- Opening Delimiter -
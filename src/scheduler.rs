//! Cooperative single-task control loop.
//!
//! One [`Scheduler::tick`] gives every activity a bounded turn, always in
//! the same order: the liveness responder, then the sending, brightness and
//! status buttons, then the telemetry cycle. [`Scheduler::run`] repeats
//! ticks forever with a fixed pause between them.

use embassy_time::{Instant, Timer};
use embedded_hal::digital::InputPin;

use crate::config::Config;
use crate::controls::{BrightnessCycle, FooterFlip, SendingToggle, StatusRotation};
use crate::input::{ButtonChannel, Edge};
use crate::model::DisplayState;
use crate::responder::{Outcome, Responder};
use crate::screen::Screen;
use crate::telemetry::{CycleReport, TelemetryCycle};
use crate::traits::{DisplaySink, LinkInfo, Listener, SensorSource, Uplink};

/// Raw button inputs, one per physical line
pub struct Buttons<P> {
    /// Pull-up, active low
    pub sending: P,
    /// Pull-down, active high
    pub brightness: P,
    /// Pull-down, active high
    pub status: P,
}

/// Everything the loop drives
pub struct Devices<P, S, D, U, L, N> {
    pub buttons: Buttons<P>,
    pub sensor: S,
    pub display: D,
    pub uplink: U,
    pub listener: L,
    pub link: N,
}

/// What happened during one tick
#[derive(Debug, Clone, Copy, PartialEq, Eq)]
pub struct TickReport {
    pub connection: Outcome,
    pub sending_pressed: bool,
    pub brightness_pressed: bool,
    pub status_pressed: bool,
    pub telemetry: Option<CycleReport>,
}

pub struct Scheduler<P, S, D, U, L, N> {
    sending_button: ButtonChannel<P>,
    brightness_button: ButtonChannel<P>,
    status_button: ButtonChannel<P>,
    sensor: S,
    screen: Screen<D>,
    uplink: U,
    responder: Responder<L>,
    link: N,
    room: &'static str,
    sending: SendingToggle,
    footer_flip: Option<FooterFlip>,
    rotation: StatusRotation,
    brightness: BrightnessCycle,
    telemetry: TelemetryCycle,
    config: Config,
}

impl<P, S, D, U, L, N> Scheduler<P, S, D, U, L, N>
where
    P: InputPin,
    S: SensorSource,
    D: DisplaySink,
    U: Uplink,
    L: Listener,
    N: LinkInfo,
{
    pub fn new(config: &Config, devices: Devices<P, S, D, U, L, N>) -> Self {
        let Devices {
            buttons,
            sensor,
            display,
            uplink,
            listener,
            link,
        } = devices;
        let hold = config.debounce;
        Self {
            sending_button: ButtonChannel::new(
                "sending",
                buttons.sending,
                Edge::Falling,
                config.sending_debounce,
            ),
            brightness_button: ButtonChannel::new(
                "brightness",
                buttons.brightness,
                Edge::Rising,
                hold,
            ),
            status_button: ButtonChannel::new("status", buttons.status, Edge::Rising, hold),
            sensor,
            screen: Screen::new(DisplayState::new(config.unit, config.room), display),
            uplink,
            responder: Responder::new(listener, config.accept_window),
            link,
            room: config.room,
            sending: SendingToggle::new(true),
            footer_flip: config.couple_footer.then(FooterFlip::default),
            rotation: StatusRotation::default(),
            brightness: BrightnessCycle::default(),
            telemetry: TelemetryCycle::new(
                config.update_interval,
                config.unit,
                config.host,
                config.room,
                config.net_timeout,
            ),
            config: *config,
        }
    }

    pub fn screen(&self) -> &Screen<D> {
        &self.screen
    }

    pub fn sending_enabled(&self) -> bool {
        self.sending.enabled()
    }

    pub fn uplink(&self) -> &U {
        &self.uplink
    }

    /// One pass over every activity
    pub async fn tick(&mut self, now: Instant) -> TickReport {
        let connection = self.responder.poll().await;

        let sending_pressed = self.sending_button.poll(now).is_some();
        if sending_pressed {
            self.sending.on_edge(&mut self.screen);
            if let Some(flip) = self.footer_flip.as_mut() {
                flip.on_edge(&mut self.screen, self.room, &mut self.link);
            }
        }

        let brightness_pressed = self.brightness_button.poll(now).is_some();
        if brightness_pressed {
            self.brightness.on_edge(&mut self.screen);
        }

        let status_pressed = self.status_button.poll(now).is_some();
        if status_pressed {
            self.rotation
                .on_edge(&mut self.screen, self.room, &mut self.link);
        }

        let telemetry = self
            .telemetry
            .maybe_run(
                now,
                &mut self.sensor,
                &mut self.screen,
                &mut self.uplink,
                self.sending.enabled(),
            )
            .await;

        TickReport {
            connection,
            sending_pressed,
            brightness_pressed,
            status_pressed,
            telemetry,
        }
    }

    /// Tick forever, pausing for the configured tick interval in between
    pub async fn run(&mut self) -> ! {
        log::info!(
            "Scheduler running: tick {} ms, telemetry every {} s",
            self.config.tick.as_millis(),
            self.config.update_interval.as_secs()
        );
        loop {
            self.tick(Instant::now()).await;
            Timer::after(self.config.tick).await;
        }
    }
}
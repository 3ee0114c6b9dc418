// Model of the data read and shown in this app

use core::fmt::Write;
use heapless::String;

pub const TEXT_CAPACITY: usize = 32;

/// Fixed-capacity label text
pub type Text = String<TEXT_CAPACITY>;

/// Build a label text, truncating at capacity
pub fn text(s: &str) -> Text {
    let mut out = Text::new();
    for c in s.chars() {
        if out.push(c).is_err() {
            break;
        }
    }
    out
}

/// Format into a label text, truncating at capacity
pub fn text_fmt(args: core::fmt::Arguments<'_>) -> Text {
    struct Truncating(Text);

    impl Write for Truncating {
        fn write_str(&mut self, s: &str) -> core::fmt::Result {
            for c in s.chars() {
                if self.0.push(c).is_err() {
                    break;
                }
            }
            Ok(())
        }
    }

    let mut out = Truncating(Text::new());
    let _ = out.write_fmt(args);
    out.0
}

/// Semantic color of a label. The sink decides how each tone looks.
#[derive(Debug, Clone, Copy, PartialEq, Eq)]
pub enum Tone {
    Main,
    Accent,
    Good,
    Bad,
}

/// Addressable label on the panel
#[derive(Debug, Clone, Copy, PartialEq, Eq)]
pub enum Field {
    Time,
    Date,
    Temperature,
    Humidity,
    SendStatus,
    Footer,
}

#[derive(Debug, Clone, Copy, PartialEq)]
pub struct Reading {
    pub temperature_c: f32,
    pub humidity_pct: f32,
}

#[derive(Debug, Clone, Copy, PartialEq, Eq)]
pub enum TemperatureUnit {
    Celsius,
    Fahrenheit,
}

impl TemperatureUnit {
    pub fn from_celsius(self, celsius: f32) -> f32 {
        match self {
            Self::Celsius => celsius,
            Self::Fahrenheit => celsius * 9.0 / 5.0 + 32.0,
        }
    }

    pub fn symbol(self) -> &'static str {
        match self {
            Self::Celsius => "°C",
            Self::Fahrenheit => "°F",
        }
    }
}

#[derive(Debug, Clone, PartialEq)]
pub struct Label {
    pub text: Text,
    pub tone: Tone,
}

impl Label {
    fn new(s: &str, tone: Tone) -> Self {
        Self { text: text(s), tone }
    }
}

/// Everything the panel shows
#[derive(Debug, Clone, PartialEq)]
pub struct DisplayState {
    pub time: Label,
    pub date: Label,
    pub temperature: Label,
    pub humidity: Label,
    pub send_status: Label,
    pub footer: Label,
    pub brightness: f32,
}

impl DisplayState {
    pub fn new(unit: TemperatureUnit, room: &str) -> Self {
        Self {
            time: Label::new("--:-- AM", Tone::Accent),
            date: Label::new("--/--", Tone::Accent),
            temperature: Label {
                text: text_fmt(format_args!("--.-{}", unit.symbol())),
                tone: Tone::Main,
            },
            humidity: Label::new("--.-%", Tone::Main),
            send_status: Label::new("ON", Tone::Good),
            footer: Label {
                text: text_fmt(format_args!("Room: {}", room)),
                tone: Tone::Main,
            },
            brightness: 1.0,
        }
    }

    pub fn label(&self, field: Field) -> &Label {
        match field {
            Field::Time => &self.time,
            Field::Date => &self.date,
            Field::Temperature => &self.temperature,
            Field::Humidity => &self.humidity,
            Field::SendStatus => &self.send_status,
            Field::Footer => &self.footer,
        }
    }

    pub fn label_mut(&mut self, field: Field) -> &mut Label {
        match field {
            Field::Time => &mut self.time,
            Field::Date => &mut self.date,
            Field::Temperature => &mut self.temperature,
            Field::Humidity => &mut self.humidity,
            Field::SendStatus => &mut self.send_status,
            Field::Footer => &mut self.footer,
        }
    }
}
//! Hardware and network abstraction traits

use embedded_io_async::{Read, Write};

use crate::clock::WallClock;
use crate::error::{DisplayError, HttpError, NetError, SensorError, TimeError};
use crate::influx::Metric;
use crate::model::{DisplayState, Field, Reading};

/// Trait for temperature/humidity sensors
pub trait SensorSource {
    /// Read temperature in Celsius and relative humidity in percent
    fn read(&mut self) -> Result<Reading, SensorError>;
}

/// Trait for display devices
pub trait DisplaySink {
    /// Show `state` after `changed` was written
    fn render(&mut self, state: &DisplayState, changed: Field) -> Result<(), DisplayError>;

    /// Apply a brightness multiplier in `0.0..=1.0`
    fn set_brightness(&mut self, level: f32) -> Result<(), DisplayError>;
}

/// Trait for querying the station link
pub trait LinkInfo {
    fn ipv4(&self) -> Option<[u8; 4]>;

    /// Received signal strength in dBm
    fn rssi(&mut self) -> Option<i32>;
}

/// A byte stream that can be shut down by this side
#[allow(async_fn_in_trait)]
pub trait Connection: Read + Write {
    async fn close(&mut self);
}

/// Trait for accepting inbound TCP streams
#[allow(async_fn_in_trait)]
pub trait Listener {
    type Conn<'a>: Connection
    where
        Self: 'a;

    /// Wait for the next connection. Callers bound the wait.
    async fn accept(&mut self) -> Result<Self::Conn<'_>, NetError>;
}

/// Trait for the remote services the telemetry cycle talks to
#[allow(async_fn_in_trait)]
pub trait Uplink {
    async fn fetch_time(&mut self) -> Result<WallClock, TimeError>;

    async fn write_metric(&mut self, metric: &Metric<'_>) -> Result<(), HttpError>;
}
- Closing Delimiter -
§ ACTIVITY
Read through the listing and copy each line in which the word "InputPin" occurs.

§ WORKED SOLUTION
use embedded_hal::digital::InputPin;
    P: InputPin,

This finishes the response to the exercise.